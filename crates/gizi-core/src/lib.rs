// ABOUTME: Core types for the gizi nutrition planning engine
// ABOUTME: Domain models (profile, food catalog, plan) and the unified error system
//
// SPDX-License-Identifier: MIT OR Apache-2.0
// Copyright (c) 2025 Gizi Project

//! # gizi-core
//!
//! Foundation crate for the gizi nutrition planning engine. Contains the
//! typed domain models consumed and produced by the engine crate, plus the
//! unified error system shared across the workspace.
//!
//! The models here are pure data: they are constructed fresh per planning
//! invocation, never mutated by the engine (the profile is an immutable
//! input), and carry serde attributes reproducing the wire field names of
//! the public API (`mealTypesAllowed`, `targetCalories`, `inputEcho`, ...).

pub mod errors;
pub mod models;

pub use errors::{AppError, AppResult, ErrorCode};
pub use models::food::{FoodItem, MealType, NutrientTotals, PriceTier};
pub use models::plan::{
    DayPlan, Estimation, MacroAmount, MacroBreakdown, MacroEngineReport, MacroTargets,
    MealTargets, PlannedItem, PlannedMeal, RepairAction, RepairActionKind, Tip,
};
pub use models::profile::{BudgetTier, Gender, Preferences, Profile};
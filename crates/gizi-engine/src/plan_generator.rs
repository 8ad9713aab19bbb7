// ABOUTME: Day plan generation orchestration
// ABOUTME: Targets, distribution, filtering, per-slot selection, repair, and assembly
//
// SPDX-License-Identifier: MIT OR Apache-2.0
// Copyright (c) 2025 Gizi Project

//! Plan Generator
//!
//! The engine's main entry point. Runs the pipeline in fixed order:
//! target calculation, meal distribution, global catalog filtering, greedy
//! selection per slot (breakfast, lunch, dinner, snack), then the bounded
//! repair pass against the full-day totals.
//!
//! Slots are evaluated sequentially: the repetition penalty makes later
//! slots depend on ids chosen earlier, so candidate iteration order and
//! tie-breaking stay exactly stable and identical inputs yield
//! byte-identical plans.

use crate::catalog_filter::filter_catalog;
use crate::config::PlannerConfig;
use crate::macro_calculator::compute_targets;
use crate::meal_distribution::distribute_meals;
use crate::meal_selector::{select_meal_items, SlotContext};
use crate::repair::repair_plan;
use gizi_core::errors::{AppError, AppResult};
use gizi_core::models::food::{FoodItem, MealType, NutrientTotals};
use gizi_core::models::plan::{DayPlan, MacroEngineReport, PlannedMeal};
use gizi_core::models::profile::Profile;
use std::collections::HashSet;
use tracing::{debug, info};

/// Generate a complete day plan for a profile against a food catalog
///
/// Fails with an invalid-input error when the profile lacks the biometrics
/// needed for target computation; the caller must supply a complete
/// profile, there is nothing to retry. Everything else degrades softly:
/// slots may end under-filled and repair rules may no-op.
///
/// The catalog's order matters: it is the selector's tie-break and the
/// repair pass's first-qualifying-candidate order.
///
/// # Errors
///
/// Returns [`AppError`] with `INVALID_INPUT` when weight, height, age, or
/// gender is missing from the profile.
pub fn generate_plan(
    profile: &Profile,
    catalog: &[FoodItem],
    config: &PlannerConfig,
) -> AppResult<DayPlan> {
    let targets = compute_targets(profile, config).ok_or_else(|| {
        AppError::invalid_input("profile is missing weight, height, age, or gender")
    })?;

    let meal_targets = distribute_meals(&targets.day_targets, &config.meal_ratios);
    let valid_catalog = filter_catalog(catalog, &profile.preferences.diet_tags);

    // Preferences are lowercased once; item tags match them exactly
    let preferred_sources: Vec<String> = profile
        .preferences
        .protein_sources
        .iter()
        .map(|s| s.to_lowercase())
        .collect();
    let work_day = profile.has_structured_work_day();

    let mut used_ids: HashSet<String> = HashSet::new();
    let mut plan: Vec<PlannedMeal> = Vec::with_capacity(MealType::DAY_SLOTS.len());
    let mut day_totals = NutrientTotals::ZERO;

    for slot in MealType::DAY_SLOTS {
        let candidates: Vec<&FoodItem> = valid_catalog
            .iter()
            .copied()
            .filter(|item| item.allows_meal(slot))
            .collect();

        let ctx = SlotContext {
            meal_type: slot,
            target: *meal_targets.slot(slot),
            budget_tier: profile.preferences.budget_tier,
            preferred_sources: &preferred_sources,
            work_day,
            catering_lunch: profile.has_office_catering && slot == MealType::Lunch,
        };

        let meal = select_meal_items(&candidates, &ctx, &mut used_ids, &config.selector);
        debug!(
            meal = %slot,
            items = meal.items.len(),
            cal = meal.meal_totals.cal,
            "filled meal slot"
        );
        day_totals = day_totals.plus(&meal.meal_totals);
        plan.push(meal);
    }

    let repair_actions = repair_plan(
        &mut plan,
        &mut day_totals,
        &targets.day_targets,
        &valid_catalog,
        &config.repair,
    );
    let diff = targets.day_targets.minus(&day_totals);

    info!(
        target_calories = targets.target_calories,
        planned_cal = day_totals.cal,
        repairs = repair_actions.len(),
        "generated day plan"
    );

    Ok(DayPlan {
        input_echo: profile.clone(),
        macro_engine: MacroEngineReport {
            targets,
            meal_targets,
        },
        plan,
        day_totals,
        diff,
        repair_actions,
    })
}
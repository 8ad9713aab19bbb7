// ABOUTME: End-to-end day plan generation tests
// ABOUTME: Slot order, selection bounds, filtering, catering, repair, and determinism
//
// SPDX-License-Identifier: MIT OR Apache-2.0
// Copyright (c) 2025 Gizi Project

//! Plan generation tests
//!
//! Exercises the whole pipeline against small fixture catalogs: slot
//! ordering, the per-slot item cap, hard dietary exclusions, the catered
//! lunch override, deficit repair, the post-repair diff, the wire shape of
//! the serialized plan, and byte-identical determinism.

#![allow(clippy::unwrap_used, clippy::expect_used, clippy::panic)]
#![allow(clippy::float_cmp)]
#![allow(missing_docs)]

use gizi_core::errors::ErrorCode;
use gizi_core::models::food::{FoodItem, MealType, PriceTier};
use gizi_core::models::profile::{Gender, Preferences, Profile};
use gizi_engine::{generate_plan, PlannerConfig};

fn base_profile() -> Profile {
    Profile {
        gender: Some(Gender::Male),
        age: Some(30),
        height_cm: Some(175.0),
        weight_kg: Some(70.0),
        activity_level: Some("moderate".to_owned()),
        goal: Some("maintain".to_owned()),
        preferences: Preferences::default(),
        is_shift_worker: false,
        work_start_time: None,
        work_end_time: None,
        has_office_catering: false,
    }
}

#[allow(clippy::too_many_arguments)]
fn item(
    id: &str,
    cal: f64,
    protein: f64,
    carbs: f64,
    fat: f64,
    tags: &[&str],
    slots: &[MealType],
) -> FoodItem {
    FoodItem {
        id: id.to_owned(),
        name: id.to_owned(),
        cal,
        protein_g: protein,
        carbs_g: carbs,
        fat_g: fat,
        tags: tags.iter().map(|t| (*t).to_owned()).collect(),
        meal_types_allowed: slots.to_vec(),
        price_tier: PriceTier::Low,
        prep_time_min: None,
        allergen: None,
    }
}

fn warung_catalog() -> Vec<FoodItem> {
    use MealType::{Breakfast, Dinner, Lunch, Snack};
    vec![
        item("bubur_ayam", 380.0, 20.0, 50.0, 10.0, &["chicken"], &[Breakfast]),
        item("lontong_sayur", 350.0, 10.0, 55.0, 11.0, &[], &[Breakfast]),
        item("nasi_padang", 650.0, 30.0, 80.0, 20.0, &[], &[Lunch, Dinner]),
        item("ayam_bakar", 450.0, 40.0, 10.0, 18.0, &["chicken"], &[Lunch, Dinner]),
        item("gado_gado", 400.0, 15.0, 45.0, 18.0, &[], &[Lunch, Dinner]),
        item("pecel_lele", 420.0, 32.0, 25.0, 16.0, &["fish"], &[Lunch, Dinner]),
        item("pisang", 105.0, 1.0, 27.0, 0.4, &["fruit"], &[Breakfast, Snack]),
        item("tahu_isi", 150.0, 8.0, 12.0, 8.0, &["tofu"], &[Snack]),
        item("telur_rebus", 78.0, 6.0, 0.6, 5.0, &["egg"], &[Breakfast, Snack]),
    ]
}

// ============================================================================
// PIPELINE SHAPE AND BOUNDS
// ============================================================================

#[test]
fn plan_fills_the_four_slots_in_order() {
    let plan = generate_plan(&base_profile(), &warung_catalog(), &PlannerConfig::default()).unwrap();

    let slots: Vec<MealType> = plan.plan.iter().map(|m| m.meal_type).collect();
    assert_eq!(
        slots,
        vec![
            MealType::Breakfast,
            MealType::Lunch,
            MealType::Dinner,
            MealType::Snack
        ]
    );
}

#[test]
fn no_slot_exceeds_the_item_cap() {
    let plan = generate_plan(&base_profile(), &warung_catalog(), &PlannerConfig::default()).unwrap();
    for meal in &plan.plan {
        // Repair may append one adjuster to the snack on top of the cap
        let cap = if meal.meal_type == MealType::Snack { 4 } else { 3 };
        assert!(meal.items.len() <= cap, "{} overfilled", meal.meal_type);
    }
}

#[test]
fn meal_targets_partition_the_day_targets() {
    let plan = generate_plan(&base_profile(), &warung_catalog(), &PlannerConfig::default()).unwrap();
    let engine = &plan.macro_engine;
    let day = engine.targets.day_targets;
    let sum = MealType::DAY_SLOTS
        .iter()
        .fold(0.0, |acc, slot| acc + engine.meal_targets.slot(*slot).cal);
    assert!((sum - day.cal).abs() < 1e-9);
    assert_eq!(engine.meal_targets.lunch.cal, day.cal * 0.35);
}

#[test]
fn meal_totals_equal_the_sum_of_their_items() {
    let plan = generate_plan(&base_profile(), &warung_catalog(), &PlannerConfig::default()).unwrap();
    for meal in &plan.plan {
        let cal: f64 = meal.items.iter().map(|i| i.food.cal).sum();
        let protein: f64 = meal.items.iter().map(|i| i.food.protein_g).sum();
        assert!((meal.meal_totals.cal - cal).abs() < 1e-9);
        assert!((meal.meal_totals.protein_g - protein).abs() < 1e-9);
    }
}

#[test]
fn diff_reflects_post_repair_totals_for_all_macros() {
    let plan = generate_plan(&base_profile(), &warung_catalog(), &PlannerConfig::default()).unwrap();
    let day = plan.macro_engine.targets.day_targets;

    // Day totals accumulate every macro, carbs included
    let carbs: f64 = plan
        .plan
        .iter()
        .flat_map(|m| m.items.iter())
        .map(|i| i.food.carbs_g)
        .sum();
    assert!((plan.day_totals.carbs_g - carbs).abs() < 1e-9);

    assert!((plan.diff.cal - (day.cal - plan.day_totals.cal)).abs() < 1e-9);
    assert!((plan.diff.carbs_g - (day.carbs_g - plan.day_totals.carbs_g)).abs() < 1e-9);
    assert!((plan.diff.fat_g - (day.fat_g - plan.day_totals.fat_g)).abs() < 1e-9);
}

// ============================================================================
// ERRORS AND FILTERING
// ============================================================================

#[test]
fn incomplete_profile_is_a_fatal_invalid_input() {
    let mut profile = base_profile();
    profile.weight_kg = None;
    let err = generate_plan(&profile, &warung_catalog(), &PlannerConfig::default()).unwrap_err();
    assert_eq!(err.code, ErrorCode::InvalidInput);
}

#[test]
fn empty_catalog_yields_an_empty_but_valid_plan() {
    let plan = generate_plan(&base_profile(), &[], &PlannerConfig::default()).unwrap();
    assert_eq!(plan.plan.len(), 4);
    assert!(plan.plan.iter().all(|m| m.items.is_empty()));
    assert_eq!(plan.day_totals.cal, 0.0);
    assert!(plan.repair_actions.is_empty());
}

#[test]
fn no_pork_exclusion_removes_items_everywhere() {
    use MealType::{Lunch, Snack};
    let mut catalog = warung_catalog();
    catalog.insert(0, item("sate_babi", 500.0, 30.0, 20.0, 30.0, &["babi"], &[Lunch]));
    catalog.insert(1, item("babi_crispy", 180.0, 9.0, 10.0, 12.0, &["Pork"], &[Snack]));

    let mut profile = base_profile();
    profile.preferences.diet_tags = vec!["no_pork".to_owned()];

    let plan = generate_plan(&profile, &catalog, &PlannerConfig::default()).unwrap();
    let planned: Vec<&str> = plan
        .plan
        .iter()
        .flat_map(|m| m.items.iter())
        .map(|i| i.food.id.as_str())
        .collect();
    assert!(!planned.contains(&"sate_babi"));
    assert!(!planned.contains(&"babi_crispy"));
}

// ============================================================================
// CATERED LUNCH OVERRIDE
// ============================================================================

#[test]
fn catered_lunch_prefers_catering_tagged_fare() {
    use MealType::Lunch;
    // Two macro-identical lunches; only the second carries a catering tag
    let catalog = [
        item("warteg_plain", 650.0, 35.0, 80.0, 18.0, &[], &[Lunch]),
        item("warteg_box", 650.0, 35.0, 80.0, 18.0, &["warteg"], &[Lunch]),
    ];

    let mut catered = base_profile();
    catered.has_office_catering = true;
    let plan = generate_plan(&catered, &catalog, &PlannerConfig::default()).unwrap();
    assert_eq!(plan.plan[1].items[0].food.id, "warteg_box");

    // Without catering the tie falls back to catalog order
    let plan = generate_plan(&base_profile(), &catalog, &PlannerConfig::default()).unwrap();
    assert_eq!(plan.plan[1].items[0].food.id, "warteg_plain");
}

// ============================================================================
// REPAIR PASS
// ============================================================================

#[test]
fn sparse_catalog_triggers_a_protein_adjuster() {
    use MealType::{Breakfast, Snack};
    // Far too little food: big calorie and protein gaps are guaranteed
    let catalog = [item("telur_rebus", 78.0, 6.0, 0.6, 5.0, &["egg"], &[Breakfast, Snack])];

    let plan = generate_plan(&base_profile(), &catalog, &PlannerConfig::default()).unwrap();
    assert_eq!(plan.repair_actions.len(), 1);
    assert!(plan.repair_actions[0]
        .details
        .contains("to snack for protein deficit"));

    let snack = plan
        .plan
        .iter()
        .find(|m| m.meal_type == MealType::Snack)
        .unwrap();
    let adjuster = snack.items.last().unwrap();
    assert!(adjuster.is_adjuster);
    assert_eq!(adjuster.food.id, "telur_rebus");
}

#[test]
fn well_fed_day_needs_no_repair() {
    // Targets ~2560 kcal; hand the selector items that land inside every
    // tolerance band (calorie gap <= 150, protein gap <= 10, fat within +10)
    use MealType::{Breakfast, Dinner, Lunch, Snack};
    let catalog = [
        item("big_breakfast", 640.0, 40.0, 80.0, 18.0, &[], &[Breakfast]),
        item("big_lunch", 890.0, 56.0, 112.0, 25.0, &[], &[Lunch]),
        item("big_dinner", 770.0, 48.0, 96.0, 21.0, &[], &[Dinner]),
        item("big_snack", 250.0, 16.0, 32.0, 7.0, &[], &[Snack]),
    ];
    let plan = generate_plan(&base_profile(), &catalog, &PlannerConfig::default()).unwrap();

    assert!(plan.repair_actions.is_empty());
    assert_eq!(plan.day_totals.cal, 640.0 + 890.0 + 770.0 + 250.0);
}

// ============================================================================
// WIRE SHAPE AND DETERMINISM
// ============================================================================

#[test]
fn serialized_plan_uses_the_public_wire_names() {
    let plan = generate_plan(&base_profile(), &warung_catalog(), &PlannerConfig::default()).unwrap();
    let value = serde_json::to_value(&plan).unwrap();

    assert!(value.get("inputEcho").is_some());
    assert!(value.get("dayTotals").is_some());
    assert!(value.get("repairActions").is_some());
    let engine = value.get("macroEngine").unwrap();
    assert!(engine.get("targetCalories").is_some());
    assert!(engine.get("dayTargets").is_some());
    assert!(engine.get("mealTargets").is_some());
    assert!(engine.get("goalLabel").is_some());
    assert_eq!(value["plan"][0]["mealType"], "breakfast");
}

#[test]
fn identical_inputs_produce_byte_identical_plans() {
    let profile = base_profile();
    let catalog = warung_catalog();
    let config = PlannerConfig::default();

    let first = serde_json::to_string(&generate_plan(&profile, &catalog, &config).unwrap()).unwrap();
    let second = serde_json::to_string(&generate_plan(&profile, &catalog, &config).unwrap()).unwrap();
    assert_eq!(first, second);
}
// ABOUTME: Plan output models for nutrition planning
// ABOUTME: MacroTargets, MealTargets, PlannedMeal, RepairAction, and DayPlan definitions
//
// SPDX-License-Identifier: MIT OR Apache-2.0
// Copyright (c) 2025 Gizi Project

use super::food::{FoodItem, MealType, NutrientTotals};
use super::profile::Profile;
use serde::{Deserialize, Serialize};

/// Gram amount and calorie percentage for one macronutrient
#[derive(Debug, Clone, Copy, Serialize, Deserialize, PartialEq, Eq)]
pub struct MacroAmount {
    /// Grams per day, rounded to the nearest integer
    pub grams: i64,
    /// Share of target calories, in percent
    pub percentage: u8,
}

/// Macronutrient gram/percentage breakdown
#[derive(Debug, Clone, Copy, Serialize, Deserialize)]
pub struct MacroBreakdown {
    /// Protein allocation
    pub protein: MacroAmount,
    /// Carbohydrate allocation
    pub carbs: MacroAmount,
    /// Fat allocation
    pub fats: MacroAmount,
}

/// Rough goal-attainment estimate (fixed horizon, cosmetic output)
#[derive(Debug, Clone, Serialize, Deserialize)]
pub struct Estimation {
    /// Estimate horizon in weeks
    pub weeks: u8,
    /// Display message
    pub message: String,
}

/// Profile-dependent nutrition tip (cosmetic output, preserved for
/// API compatibility)
#[derive(Debug, Clone, Serialize, Deserialize)]
pub struct Tip {
    /// Tip title
    pub title: String,
    /// Tip body
    pub description: String,
}

/// Daily calorie and macro targets derived from a profile
#[derive(Debug, Clone, Serialize, Deserialize)]
#[serde(rename_all = "camelCase")]
pub struct MacroTargets {
    /// Basal Metabolic Rate (kcal/day), Mifflin-St Jeor
    pub bmr: f64,
    /// Activity multiplier applied to BMR
    pub activity_multiplier: f64,
    /// Total Daily Energy Expenditure (kcal/day)
    pub tdee: f64,
    /// Goal calorie offset (+surplus / -deficit)
    pub goal_offset: i32,
    /// Clamped target calories, rounded to the nearest 10
    pub target_calories: i32,
    /// Display label for the resolved goal
    pub goal_label: String,
    /// Signed offset as a display string ("+350", "-500", "0")
    pub surplus_or_deficit: String,
    /// Gram/percentage breakdown per macronutrient
    pub macros: MacroBreakdown,
    /// The day's targets as a nutrient vector (consumed by the distributor)
    pub day_targets: NutrientTotals,
    /// Goal-attainment estimate
    pub estimation: Estimation,
    /// Profile-dependent tip
    pub tip: Tip,
}

/// Per-slot nutrient targets produced by the meal distributor
#[derive(Debug, Clone, Copy, Serialize, Deserialize)]
pub struct MealTargets {
    /// Breakfast target (25% of day)
    pub breakfast: NutrientTotals,
    /// Lunch target (35% of day)
    pub lunch: NutrientTotals,
    /// Dinner target (30% of day)
    pub dinner: NutrientTotals,
    /// Snack target (10% of day)
    pub snack: NutrientTotals,
}

impl MealTargets {
    /// Target for the given slot
    #[must_use]
    pub const fn slot(&self, meal_type: MealType) -> &NutrientTotals {
        match meal_type {
            MealType::Breakfast => &self.breakfast,
            MealType::Lunch => &self.lunch,
            MealType::Dinner => &self.dinner,
            MealType::Snack => &self.snack,
        }
    }
}

/// Macro engine section of the day plan: daily targets plus the per-slot
/// distribution
#[derive(Debug, Clone, Serialize, Deserialize)]
pub struct MacroEngineReport {
    /// Daily targets
    #[serde(flatten)]
    pub targets: MacroTargets,
    /// Per-slot targets
    #[serde(rename = "mealTargets")]
    pub meal_targets: MealTargets,
}

fn is_false(value: &bool) -> bool {
    !*value
}

/// A selected catalog item within a planned meal
#[derive(Debug, Clone, Serialize, Deserialize)]
pub struct PlannedItem {
    /// The selected catalog item
    #[serde(flatten)]
    pub food: FoodItem,
    /// Serving count (always 1 in the current allocator)
    pub servings: u32,
    /// Set when the item was added by the deficit repair pass
    #[serde(rename = "isAdjuster", default, skip_serializing_if = "is_false")]
    pub is_adjuster: bool,
}

impl PlannedItem {
    /// Wrap a catalog item as a regular (non-adjuster) selection
    #[must_use]
    pub fn selection(food: FoodItem) -> Self {
        Self {
            food,
            servings: 1,
            is_adjuster: false,
        }
    }

    /// Wrap a catalog item as a repair-pass adjuster
    #[must_use]
    pub fn adjuster(food: FoodItem) -> Self {
        Self {
            food,
            servings: 1,
            is_adjuster: true,
        }
    }
}

/// One meal slot of the day plan, items in selection order
#[derive(Debug, Clone, Serialize, Deserialize)]
#[serde(rename_all = "camelCase")]
pub struct PlannedMeal {
    /// The slot this meal fills
    pub meal_type: MealType,
    /// Selected items, ordered by selection time
    pub items: Vec<PlannedItem>,
    /// Sum of the items' nutrients
    pub meal_totals: NutrientTotals,
}

/// Kind of post-allocation repair applied
#[derive(Debug, Clone, Copy, Serialize, Deserialize, PartialEq, Eq)]
#[serde(rename_all = "snake_case")]
pub enum RepairActionKind {
    /// A snack adjuster was appended to correct a deficit
    AddAdjuster,
    /// A high-fat item was swapped for a leaner alternative
    Swap,
}

/// Record of one repair-pass action
#[derive(Debug, Clone, Serialize, Deserialize)]
pub struct RepairAction {
    /// Action kind
    #[serde(rename = "type")]
    pub kind: RepairActionKind,
    /// Human-readable description of the change
    pub details: String,
}

/// Complete day plan: targets, per-slot meals, totals, and repair log
#[derive(Debug, Clone, Serialize, Deserialize)]
#[serde(rename_all = "camelCase")]
pub struct DayPlan {
    /// The profile the plan was generated for, echoed verbatim
    pub input_echo: Profile,
    /// Daily targets and per-slot distribution
    pub macro_engine: MacroEngineReport,
    /// The four planned meals in slot order
    pub plan: Vec<PlannedMeal>,
    /// Cumulative nutrients across all meals (post-repair)
    pub day_totals: NutrientTotals,
    /// Remaining gap: day targets minus day totals (post-repair)
    pub diff: NutrientTotals,
    /// Repair actions applied, in order
    pub repair_actions: Vec<RepairAction>,
}
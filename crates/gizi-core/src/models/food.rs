// ABOUTME: Food catalog models for meal planning
// ABOUTME: FoodItem, MealType, PriceTier, and the shared NutrientTotals vector
//
// SPDX-License-Identifier: MIT OR Apache-2.0
// Copyright (c) 2025 Gizi Project

use serde::{Deserialize, Serialize};
use std::fmt;

/// Type of meal
#[derive(Debug, Clone, Copy, Serialize, Deserialize, PartialEq, Eq, Hash)]
#[serde(rename_all = "snake_case")]
pub enum MealType {
    /// Breakfast meal
    Breakfast,
    /// Lunch meal
    Lunch,
    /// Dinner meal
    Dinner,
    /// Snack between meals
    Snack,
}

impl MealType {
    /// The four daily meal slots in planning order
    pub const DAY_SLOTS: [Self; 4] = [Self::Breakfast, Self::Lunch, Self::Dinner, Self::Snack];

    /// Parse meal type from string, defaulting to snack for unknown values
    #[must_use]
    pub fn from_str_lossy(s: &str) -> Self {
        match s.to_lowercase().as_str() {
            "breakfast" => Self::Breakfast,
            "lunch" => Self::Lunch,
            "dinner" => Self::Dinner,
            _ => Self::Snack,
        }
    }

    /// Canonical lowercase name
    #[must_use]
    pub const fn as_str(self) -> &'static str {
        match self {
            Self::Breakfast => "breakfast",
            Self::Lunch => "lunch",
            Self::Dinner => "dinner",
            Self::Snack => "snack",
        }
    }
}

impl fmt::Display for MealType {
    fn fmt(&self, f: &mut fmt::Formatter<'_>) -> fmt::Result {
        f.write_str(self.as_str())
    }
}

/// Price tier of a catalog item
#[derive(Debug, Clone, Copy, Serialize, Deserialize, PartialEq, Eq)]
#[serde(rename_all = "lowercase")]
pub enum PriceTier {
    /// Budget-friendly item
    Low,
    /// Mid-range item
    Medium,
    /// Premium-priced item
    Premium,
}

/// Calorie and macronutrient vector
///
/// Shared shape for day targets, per-meal targets, running totals, and
/// diffs. All combinators are pure and return new values; running totals in
/// the engine are rebound rather than mutated in place.
#[derive(Debug, Clone, Copy, Default, Serialize, Deserialize, PartialEq)]
pub struct NutrientTotals {
    /// Calories (kcal)
    pub cal: f64,
    /// Protein (grams)
    pub protein_g: f64,
    /// Carbohydrates (grams)
    pub carbs_g: f64,
    /// Fat (grams)
    pub fat_g: f64,
}

impl NutrientTotals {
    /// The zero vector
    pub const ZERO: Self = Self {
        cal: 0.0,
        protein_g: 0.0,
        carbs_g: 0.0,
        fat_g: 0.0,
    };

    /// Component-wise sum
    #[must_use]
    pub fn plus(&self, other: &Self) -> Self {
        Self {
            cal: self.cal + other.cal,
            protein_g: self.protein_g + other.protein_g,
            carbs_g: self.carbs_g + other.carbs_g,
            fat_g: self.fat_g + other.fat_g,
        }
    }

    /// Component-wise difference
    #[must_use]
    pub fn minus(&self, other: &Self) -> Self {
        Self {
            cal: self.cal - other.cal,
            protein_g: self.protein_g - other.protein_g,
            carbs_g: self.carbs_g - other.carbs_g,
            fat_g: self.fat_g - other.fat_g,
        }
    }

    /// Component-wise scaling by a ratio
    #[must_use]
    pub fn scale(&self, ratio: f64) -> Self {
        Self {
            cal: self.cal * ratio,
            protein_g: self.protein_g * ratio,
            carbs_g: self.carbs_g * ratio,
            fat_g: self.fat_g * ratio,
        }
    }
}

/// Individual food item in the catalog
///
/// Read-only reference data supplied per planning call. Numeric fields are
/// non-negative by the catalog source's contract.
#[derive(Debug, Clone, Serialize, Deserialize)]
pub struct FoodItem {
    /// Unique item identifier (caller-supplied)
    pub id: String,
    /// Display name
    pub name: String,
    /// Calories per serving (kcal)
    pub cal: f64,
    /// Protein per serving (grams)
    pub protein_g: f64,
    /// Carbohydrates per serving (grams)
    pub carbs_g: f64,
    /// Fat per serving (grams)
    pub fat_g: f64,
    /// Free-form tags (cuisine, protein source, catering markers, ...)
    #[serde(default)]
    pub tags: Vec<String>,
    /// Meal slots this item may appear in
    #[serde(rename = "mealTypesAllowed")]
    pub meal_types_allowed: Vec<MealType>,
    /// Price tier
    #[serde(rename = "priceTier")]
    pub price_tier: PriceTier,
    /// Preparation time in minutes, if known
    #[serde(rename = "prepTimeMin", skip_serializing_if = "Option::is_none")]
    pub prep_time_min: Option<f64>,
    /// Allergens, if any
    #[serde(skip_serializing_if = "Option::is_none")]
    pub allergen: Option<Vec<String>>,
}

impl FoodItem {
    /// Nutrient vector for one serving of this item
    #[must_use]
    pub fn nutrients(&self) -> NutrientTotals {
        NutrientTotals {
            cal: self.cal,
            protein_g: self.protein_g,
            carbs_g: self.carbs_g,
            fat_g: self.fat_g,
        }
    }

    /// Whether this item may be served in the given slot
    #[must_use]
    pub fn allows_meal(&self, meal_type: MealType) -> bool {
        self.meal_types_allowed.contains(&meal_type)
    }

    /// Preparation time, treating an unknown value as zero minutes
    #[must_use]
    pub fn prep_minutes(&self) -> f64 {
        self.prep_time_min.unwrap_or(0.0)
    }
}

DIRECTIONS FOR THIS TASK:
Go through the listing above and write out exactly the lines starting with the one holding "(10% of day)" and running through the one holding "deficit repair pass", ends included, and no others.

SOLUTION:
    /// Snack target (10% of day)
    pub snack: NutrientTotals,
}

impl MealTargets {
    /// Target for the given slot
    #[must_use]
    pub const fn slot(&self, meal_type: MealType) -> &NutrientTotals {
        match meal_type {
            MealType::Breakfast => &self.breakfast,
            MealType::Lunch => &self.lunch,
            MealType::Dinner => &self.dinner,
            MealType::Snack => &self.snack,
        }
    }
}

/// Macro engine section of the day plan: daily targets plus the per-slot
/// distribution
#[derive(Debug, Clone, Serialize, Deserialize)]
pub struct MacroEngineReport {
    /// Daily targets
    #[serde(flatten)]
    pub targets: MacroTargets,
    /// Per-slot targets
    #[serde(rename = "mealTargets")]
    pub meal_targets: MealTargets,
}

fn is_false(value: &bool) -> bool {
    !*value
}

/// A selected catalog item within a planned meal
#[derive(Debug, Clone, Serialize, Deserialize)]
pub struct PlannedItem {
    /// The selected catalog item
    #[serde(flatten)]
    pub food: FoodItem,
    /// Serving count (always 1 in the current allocator)
    pub servings: u32,
    /// Set when the item was added by the deficit repair pass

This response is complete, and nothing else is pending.